■ **Supplied data**:
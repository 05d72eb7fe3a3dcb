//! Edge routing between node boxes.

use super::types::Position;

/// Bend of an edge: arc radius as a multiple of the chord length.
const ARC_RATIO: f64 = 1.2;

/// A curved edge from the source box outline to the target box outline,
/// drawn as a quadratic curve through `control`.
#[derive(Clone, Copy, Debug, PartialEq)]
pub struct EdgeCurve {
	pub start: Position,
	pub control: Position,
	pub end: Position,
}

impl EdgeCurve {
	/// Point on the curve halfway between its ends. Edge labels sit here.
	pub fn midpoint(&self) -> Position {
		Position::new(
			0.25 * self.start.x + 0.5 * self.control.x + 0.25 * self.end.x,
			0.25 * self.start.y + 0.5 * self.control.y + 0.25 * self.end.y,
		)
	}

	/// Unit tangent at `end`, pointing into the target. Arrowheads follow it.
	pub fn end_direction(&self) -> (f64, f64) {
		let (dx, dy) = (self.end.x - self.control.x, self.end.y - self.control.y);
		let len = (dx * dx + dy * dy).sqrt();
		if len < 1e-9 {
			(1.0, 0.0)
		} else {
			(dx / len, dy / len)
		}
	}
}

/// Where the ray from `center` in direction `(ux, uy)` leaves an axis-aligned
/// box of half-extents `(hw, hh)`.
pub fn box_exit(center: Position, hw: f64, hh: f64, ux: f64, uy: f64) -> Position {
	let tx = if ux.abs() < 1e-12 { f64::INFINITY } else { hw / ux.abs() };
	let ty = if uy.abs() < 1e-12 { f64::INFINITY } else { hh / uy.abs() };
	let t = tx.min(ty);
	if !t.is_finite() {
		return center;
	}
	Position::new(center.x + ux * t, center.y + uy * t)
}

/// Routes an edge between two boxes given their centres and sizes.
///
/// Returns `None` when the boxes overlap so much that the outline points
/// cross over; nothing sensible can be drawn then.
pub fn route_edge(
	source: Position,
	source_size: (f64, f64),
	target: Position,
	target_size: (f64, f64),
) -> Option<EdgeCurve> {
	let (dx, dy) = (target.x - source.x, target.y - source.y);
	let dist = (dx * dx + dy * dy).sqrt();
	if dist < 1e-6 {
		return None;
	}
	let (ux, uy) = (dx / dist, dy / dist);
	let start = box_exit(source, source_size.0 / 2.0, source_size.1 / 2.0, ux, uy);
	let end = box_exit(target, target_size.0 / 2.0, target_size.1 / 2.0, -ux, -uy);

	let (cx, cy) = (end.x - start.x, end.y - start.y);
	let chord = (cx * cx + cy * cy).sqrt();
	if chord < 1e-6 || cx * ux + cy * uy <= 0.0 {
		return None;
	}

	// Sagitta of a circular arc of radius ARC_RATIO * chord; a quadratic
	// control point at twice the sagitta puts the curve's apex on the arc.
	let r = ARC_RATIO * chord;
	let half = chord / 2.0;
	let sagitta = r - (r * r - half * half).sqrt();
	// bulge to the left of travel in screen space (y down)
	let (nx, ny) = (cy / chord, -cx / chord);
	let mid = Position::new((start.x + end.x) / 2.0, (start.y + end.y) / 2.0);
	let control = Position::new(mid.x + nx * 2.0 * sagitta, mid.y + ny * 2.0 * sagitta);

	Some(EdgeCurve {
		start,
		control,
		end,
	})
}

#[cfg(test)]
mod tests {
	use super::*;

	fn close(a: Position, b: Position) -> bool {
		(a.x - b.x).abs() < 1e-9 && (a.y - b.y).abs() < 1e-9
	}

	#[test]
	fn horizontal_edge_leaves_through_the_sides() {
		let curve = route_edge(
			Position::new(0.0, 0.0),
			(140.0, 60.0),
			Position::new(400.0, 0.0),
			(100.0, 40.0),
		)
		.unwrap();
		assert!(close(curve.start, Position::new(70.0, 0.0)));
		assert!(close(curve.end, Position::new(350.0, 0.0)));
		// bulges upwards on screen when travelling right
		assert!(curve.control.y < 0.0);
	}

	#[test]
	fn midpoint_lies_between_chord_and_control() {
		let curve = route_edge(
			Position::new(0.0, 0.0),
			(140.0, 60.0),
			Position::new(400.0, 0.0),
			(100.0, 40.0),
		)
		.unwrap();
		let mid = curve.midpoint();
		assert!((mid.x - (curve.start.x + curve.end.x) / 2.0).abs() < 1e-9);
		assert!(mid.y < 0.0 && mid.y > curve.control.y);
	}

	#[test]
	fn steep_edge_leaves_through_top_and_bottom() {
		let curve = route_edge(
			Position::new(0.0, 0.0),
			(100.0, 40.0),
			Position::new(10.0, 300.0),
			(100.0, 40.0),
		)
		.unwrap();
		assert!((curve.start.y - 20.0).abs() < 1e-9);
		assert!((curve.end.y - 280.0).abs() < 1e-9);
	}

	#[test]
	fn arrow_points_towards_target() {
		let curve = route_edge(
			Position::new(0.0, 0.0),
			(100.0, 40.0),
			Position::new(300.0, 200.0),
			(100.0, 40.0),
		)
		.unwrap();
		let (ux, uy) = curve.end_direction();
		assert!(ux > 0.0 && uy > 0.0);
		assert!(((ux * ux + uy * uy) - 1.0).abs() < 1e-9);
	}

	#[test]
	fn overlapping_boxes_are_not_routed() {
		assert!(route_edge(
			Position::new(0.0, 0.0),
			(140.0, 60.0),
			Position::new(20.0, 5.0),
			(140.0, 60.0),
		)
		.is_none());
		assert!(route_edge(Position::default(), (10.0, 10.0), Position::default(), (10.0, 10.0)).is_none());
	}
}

==

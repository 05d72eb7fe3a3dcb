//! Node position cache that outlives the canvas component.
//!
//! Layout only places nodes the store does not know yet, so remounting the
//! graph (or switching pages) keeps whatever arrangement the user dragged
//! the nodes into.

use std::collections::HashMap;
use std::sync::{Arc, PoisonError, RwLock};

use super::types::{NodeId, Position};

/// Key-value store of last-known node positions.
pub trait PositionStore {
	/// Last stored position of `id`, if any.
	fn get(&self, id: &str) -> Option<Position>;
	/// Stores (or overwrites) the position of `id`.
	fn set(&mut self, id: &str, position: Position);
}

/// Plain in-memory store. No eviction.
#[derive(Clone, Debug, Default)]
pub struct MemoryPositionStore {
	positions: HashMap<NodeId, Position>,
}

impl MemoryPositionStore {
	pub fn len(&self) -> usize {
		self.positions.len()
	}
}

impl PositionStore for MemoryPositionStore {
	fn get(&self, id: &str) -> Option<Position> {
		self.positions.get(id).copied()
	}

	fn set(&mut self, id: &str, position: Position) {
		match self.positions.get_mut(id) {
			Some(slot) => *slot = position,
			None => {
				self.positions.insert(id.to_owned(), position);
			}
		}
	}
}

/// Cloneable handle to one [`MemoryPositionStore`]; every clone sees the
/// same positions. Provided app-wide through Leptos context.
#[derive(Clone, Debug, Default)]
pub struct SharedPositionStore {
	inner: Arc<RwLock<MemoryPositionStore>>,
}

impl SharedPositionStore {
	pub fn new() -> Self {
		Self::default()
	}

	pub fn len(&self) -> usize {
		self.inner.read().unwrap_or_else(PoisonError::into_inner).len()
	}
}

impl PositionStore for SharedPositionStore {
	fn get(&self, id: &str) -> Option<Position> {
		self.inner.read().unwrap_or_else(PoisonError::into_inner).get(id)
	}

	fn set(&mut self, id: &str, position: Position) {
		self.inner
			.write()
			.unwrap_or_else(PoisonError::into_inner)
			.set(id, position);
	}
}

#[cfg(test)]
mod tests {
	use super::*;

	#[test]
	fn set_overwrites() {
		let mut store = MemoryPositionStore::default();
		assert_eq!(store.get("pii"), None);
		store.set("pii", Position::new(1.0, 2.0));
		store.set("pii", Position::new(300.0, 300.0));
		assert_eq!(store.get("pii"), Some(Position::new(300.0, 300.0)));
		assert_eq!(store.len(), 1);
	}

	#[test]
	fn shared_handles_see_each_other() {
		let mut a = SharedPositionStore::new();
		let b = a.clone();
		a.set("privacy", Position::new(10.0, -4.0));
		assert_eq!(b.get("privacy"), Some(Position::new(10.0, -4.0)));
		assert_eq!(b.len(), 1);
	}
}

■ **Your instructions**: Answer with the count alone: how many lines in the data above have "when" in them?

■ **Task result**: 2